Friday, February 5, 2016

Poetry Friday: Response to Picasso's Sculpture of a Cat

Response to Picasso’s sculpture of a Cat

She’s pregnant, this cat
or just given birth. She’s muddy;
her tail's been broken.
Look at her neck, stiff

as a stanchion. Look at her compact
head; so ill-made for big thoughts
you fear her tail is pulling
her backwards. She isn’t curled

by contentment, or preying
with merciless grace, or cagily
sinuous. Still—
she is Cat. She disdains

opinion. You can tell
by the vainglorious shine
of her ears, as if she is listening to
an undivided convent

of cats chanting her name
lapping up her blessing
as she passes them. She has lived
fully; they have been holy.

Picasso stretched time between
sculptures; using his brush to pry apart
skulls, turning to his hands only when the Muse
purred to him. He was never trained

to mold clay or pour bronze but
what he made, he kept
close. They fattened
his household. Did he speak

to Cat? Attempt to straighten
her tail, even as she hissed? How do
you feed a Muse who doesn’t need
you? She’s given birth; he stirs mud.

                        ----Sara Lewis Holmes (all rights reserved)

Thanks to Liz Garton Scanlon for discovering the intriguing Picasso sculptures, which provided the inspiration for this month's ekphrastic poetry challenge. (The Poetry Seven plans to respond to an image or piece of art every other month in 2016.  I'm already researching which artist to choose when it's my turn...)

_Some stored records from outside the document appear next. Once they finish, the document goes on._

//! Outbound transaction items.

use std::fmt;

use serde::{Deserialize, Serialize};

use crate::types::address::{Address, PubKey, TxId};
use crate::types::asset::Coin;

/// Module account that funds an outbound item
#[derive(Debug, Clone, Copy, PartialEq, Eq, Default, Serialize, Deserialize)]
pub enum ModuleName {
    /// Pool-backing module (external-chain vault funds)
    #[default]
    Asgard,
    /// Bond module (node rewards)
    Bond,
    /// Protocol reserve
    Reserve,
}

impl fmt::Display for ModuleName {
    fn fmt(&self, f: &mut fmt::Formatter<'_>) -> fmt::Result {
        let s = match self {
            ModuleName::Asgard => "asgard",
            ModuleName::Bond => "bond",
            ModuleName::Reserve => "reserve",
        };
        f.write_str(s)
    }
}

/// A payment the protocol has scheduled
#[derive(Debug, Clone, PartialEq, Eq, Default, Serialize, Deserialize)]
pub struct TxOutItem {
    pub chain: String,
    pub to_address: Address,
    /// Vault that signs the payment (empty for settlement-chain payments)
    pub vault_pub_key: PubKey,
    pub coin: Coin,
    pub memo: String,
    /// Inbound transaction that caused this payment
    pub in_hash: TxId,
    pub module_name: ModuleName,
    /// Set once the payment is observed on chain
    pub out_hash: Option<TxId>,
}

impl TxOutItem {
    pub fn new(to_address: Address, coin: Coin, in_hash: TxId, memo: impl Into<String>) -> Self {
        Self {
            chain: coin.asset.custody_chain().to_string(),
            to_address,
            coin,
            memo: memo.into(),
            in_hash,
            ..Default::default()
        }
    }

    pub fn with_module(mut self, module_name: ModuleName) -> Self {
        self.module_name = module_name;
        self
    }

    pub fn with_vault(mut self, vault_pub_key: PubKey) -> Self {
        self.vault_pub_key = vault_pub_key;
        self
    }

    pub fn is_complete(&self) -> bool {
        self.out_hash.is_some()
    }
}

/// Memo carried by migration payments out of a retiring vault
pub fn ragnarok_memo(height: u64) -> String {
    format!("RAGNAROK:{height}")
}

/// Memo carried by refunds of rejected inbound transactions
pub fn refund_memo(in_hash: &TxId) -> String {
    format!("REFUND:{in_hash}")
}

Here are the links to my Poetry Sisters' poems (each of us chose a Picasso sculpture from a select group, so there's some overlap in the inspiration images, but glorious uniqueness in the response!)

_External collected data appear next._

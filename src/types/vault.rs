//! Custody vaults.

use std::fmt;

use serde::{Deserialize, Serialize};
use tracing::error;

use crate::types::address::{Address, PubKey};
use crate::types::asset::{Asset, Coin};
use crate::types::math::safe_sub;

/// Custody model of a vault
#[derive(Debug, Clone, Copy, PartialEq, Eq, Default, Serialize, Deserialize)]
pub enum VaultType {
    /// Shared custody across the active validator set
    #[default]
    Asgard,
    /// Single-node custody
    Yggdrasil,
}

/// Vault lifecycle status
#[derive(Debug, Clone, Copy, PartialEq, Eq, Default, Serialize, Deserialize)]
pub enum VaultStatus {
    #[default]
    Active,
    Retiring,
    Inactive,
}

impl fmt::Display for VaultStatus {
    fn fmt(&self, f: &mut fmt::Formatter<'_>) -> fmt::Result {
        let s = match self {
            VaultStatus::Active => "Active",
            VaultStatus::Retiring => "Retiring",
            VaultStatus::Inactive => "Inactive",
        };
        f.write_str(s)
    }
}

/// A threshold-key custody vault and the coins it holds
#[derive(Debug, Clone, PartialEq, Eq, Default, Serialize, Deserialize)]
pub struct Vault {
    pub pub_key: PubKey,
    pub vault_type: VaultType,
    pub status: VaultStatus,
    pub coins: Vec<Coin>,
    /// Signer set (node public keys)
    pub membership: Vec<PubKey>,
    pub block_height: u64,
}

impl Vault {
    pub fn new(pub_key: PubKey, vault_type: VaultType, membership: Vec<PubKey>, block_height: u64) -> Self {
        Self {
            pub_key,
            vault_type,
            membership,
            block_height,
            ..Default::default()
        }
    }

    pub fn is_asgard(&self) -> bool {
        self.vault_type == VaultType::Asgard
    }

    pub fn is_yggdrasil(&self) -> bool {
        self.vault_type == VaultType::Yggdrasil
    }

    pub fn has_funds(&self) -> bool {
        self.coins.iter().any(|c| c.amount > 0)
    }

    pub fn get_coin(&self, asset: &Asset) -> u128 {
        self.coins
            .iter()
            .find(|c| &c.asset == asset)
            .map(|c| c.amount)
            .unwrap_or(0)
    }

    /// Address of this vault on `chain`
    pub fn address(&self, chain: &str) -> Address {
        Address::new(format!("{}:{}", chain.to_lowercase(), self.pub_key))
    }

    pub fn contains(&self, member: &PubKey) -> bool {
        self.membership.contains(member)
    }

    pub fn add_funds(&mut self, coins: &[Coin]) {
        for coin in coins.iter().filter(|c| c.amount > 0) {
            match self.coins.iter_mut().find(|c| c.asset == coin.asset) {
                Some(held) => held.amount = held.amount.saturating_add(coin.amount),
                None => self.coins.push(coin.clone()),
            }
        }
    }

    /// Deduct `coins`, flooring each balance at zero
    pub fn sub_funds(&mut self, coins: &[Coin]) {
        for coin in coins {
            if let Some(held) = self.coins.iter_mut().find(|c| c.asset == coin.asset) {
                if coin.amount > held.amount {
                    error!(
                        vault = %self.pub_key,
                        asset = %coin.asset,
                        held = held.amount,
                        amount = coin.amount,
                        "vault balance would go negative"
                    );
                }
                held.amount = safe_sub(held.amount, coin.amount);
            }
        }
        self.coins.retain(|c| c.amount > 0);
    }

    /// Zero every balance
    pub fn drain(&mut self) {
        self.coins.clear();
    }
}

#[cfg(test)]
mod tests {
    use super::*;

    fn btc() -> Asset {
        "BTC.BTC".parse().unwrap()
    }

    #[test]
    fn test_funds() {
        let mut vault = Vault::new(PubKey::from("pk"), VaultType::Yggdrasil, vec![], 1);
        assert!(!vault.has_funds());
        vault.add_funds(&[Coin::new(btc(), 100), Coin::new(btc(), 50)]);
        assert_eq!(vault.get_coin(&btc()), 150);
        vault.sub_funds(&[Coin::new(btc(), 200)]);
        assert_eq!(vault.get_coin(&btc()), 0);
        assert!(!vault.has_funds());
    }

    #[test]
    fn test_address_is_per_chain() {
        let vault = Vault::new(PubKey::from("pk"), VaultType::Asgard, vec![], 1);
        assert_ne!(vault.address("BTC"), vault.address("ETH"));
        assert!(vault.is_asgard());
    }
}
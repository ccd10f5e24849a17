//! Fixed-point amount utilities.
//!
//! ## Overview
//!
//! Every balance, unit count and bond value in the ledger is a `u128` count of
//! base units. One whole coin is 10^8 base units, matching the precision used
//! by every external chain the protocol custodies.
//!
//! Conversion to and from decimal strings goes through `rust_decimal` so that
//! parsing never touches floating point. Ledger math itself never uses
//! `Decimal`; see [`crate::types::math`] for the share helpers.
//!
//! ## Examples
//!
//! ```
//! use liquidity_core::types::amount::{ONE, to_base_units, from_base_units};
//!
//! let amount = to_base_units("1.5").unwrap();
//! assert_eq!(amount, 150_000_000);
//! assert_eq!(from_base_units(amount), "1.50000000");
//! assert_eq!(ONE, 100_000_000);
//! ```

use rust_decimal::prelude::*;
use rust_decimal::Decimal;

/// Base units per whole coin: 10^8
pub const ONE: u128 = 100_000_000;

/// Decimal places carried by a base-unit amount
pub const DECIMALS: u32 = 8;

/// Basis-point denominator used by fees and penalties
pub const BASIS_POINTS: u128 = 10_000;

// ============================================================================
// Conversion Functions
// ============================================================================

/// Convert a decimal string to base units
///
/// Returns `None` for negative values, unparsable input or overflow.
///
/// # Example
///
/// ```
/// use liquidity_core::types::amount::to_base_units;
///
/// assert_eq!(to_base_units("1"), Some(100_000_000));
/// assert_eq!(to_base_units("0.00000001"), Some(1));
/// assert_eq!(to_base_units("-1"), None);
/// ```
pub fn to_base_units(s: &str) -> Option<u128> {
    let decimal = Decimal::from_str(s).ok()?;
    decimal_to_base_units(decimal)
}

/// Convert a Decimal to base units, rounding to the nearest unit
pub fn decimal_to_base_units(d: Decimal) -> Option<u128> {
    if d.is_sign_negative() {
        return None;
    }

    let scaled = d.checked_mul(Decimal::from(ONE as u64))?;
    scaled.round_dp(0).to_u128()
}

/// Convert base units to a Decimal
///
/// Returns `None` when the amount exceeds the 96-bit Decimal mantissa.
pub fn base_units_to_decimal(value: u128) -> Option<Decimal> {
    let signed = i128::try_from(value).ok()?;
    Decimal::try_from_i128_with_scale(signed, DECIMALS).ok()
}

/// Render base units with 8 decimal places
///
/// Amounts too large for a Decimal fall back to the raw integer.
///
/// # Example
///
/// ```
/// use liquidity_core::types::amount::from_base_units;
///
/// assert_eq!(from_base_units(100_000_000), "1.00000000");
/// assert_eq!(from_base_units(1), "0.00000001");
/// ```
pub fn from_base_units(value: u128) -> String {
    match base_units_to_decimal(value) {
        Some(d) => format!("{:.8}", d),
        None => value.to_string(),
    }
}

/// Render base units with trailing zeros trimmed
pub fn from_base_units_trimmed(value: u128) -> String {
    match base_units_to_decimal(value) {
        Some(d) => format!("{}", d.normalize()),
        None => value.to_string(),
    }
}

// ============================================================================
// Unit Tests
// ============================================================================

Andi (taking a breather this month)

More about Picasso's sculptures.

Poetry Friday is hosted today by one of the Poetry Seven's own, Tricia, at The Miss Rumphius Effect.


  1. Oh, Sara --
    "the vainglorious shine
    of her ears" is a perfect and heavenly line.
    And then there's this:
    "How do
    you feed a Muse who doesn’t need
    I LOVE that -- it belongs in the grand cannon of lines about the Muse. This is such a fine, fine poem. Congratulations....

  2. There are so many beautiful turns of phrase in this poem, but I think I envy pet-owners most of all for pets which "fatten" their household. Would that we could all have such gifts which give back to us in that way.

  3. I never noticed how lumpy this creature was until I read your poem and was forced to look more closely. I'm glad you saw her up close. I thought more about the artist than the piece when I wrote, so I'm glad you have done what I failed to do.

    My favorite lines are "she is Cat. She disdains/opinion."
    Don't they all?

    This is altogether a beautiful poem.

  4. How DO you feed a Muse who doesn't need you? I love this entire poem, and as I commented in the Google doc, something about this reminds me of TS Eliot's "The Naming of Cats", and their effable ineffable effanineffable names. Love it.

  5. OMG Sarah, this is wonderful! All of it is my favorite. And this: " She has lived
    fully; they have been holy." Yowza!!

  6. Oh--this is just wonderful. From her not being "curled by contentment" to listening to that undivided convent / of cats chanting her name. To the capital Cat :>) Your poem is like a shining gift. Oh! And vainglorious. Perfect.

  7. I like how you started me off pitying Cat, but then showed me that she'll have none of that, thankyouverymuch.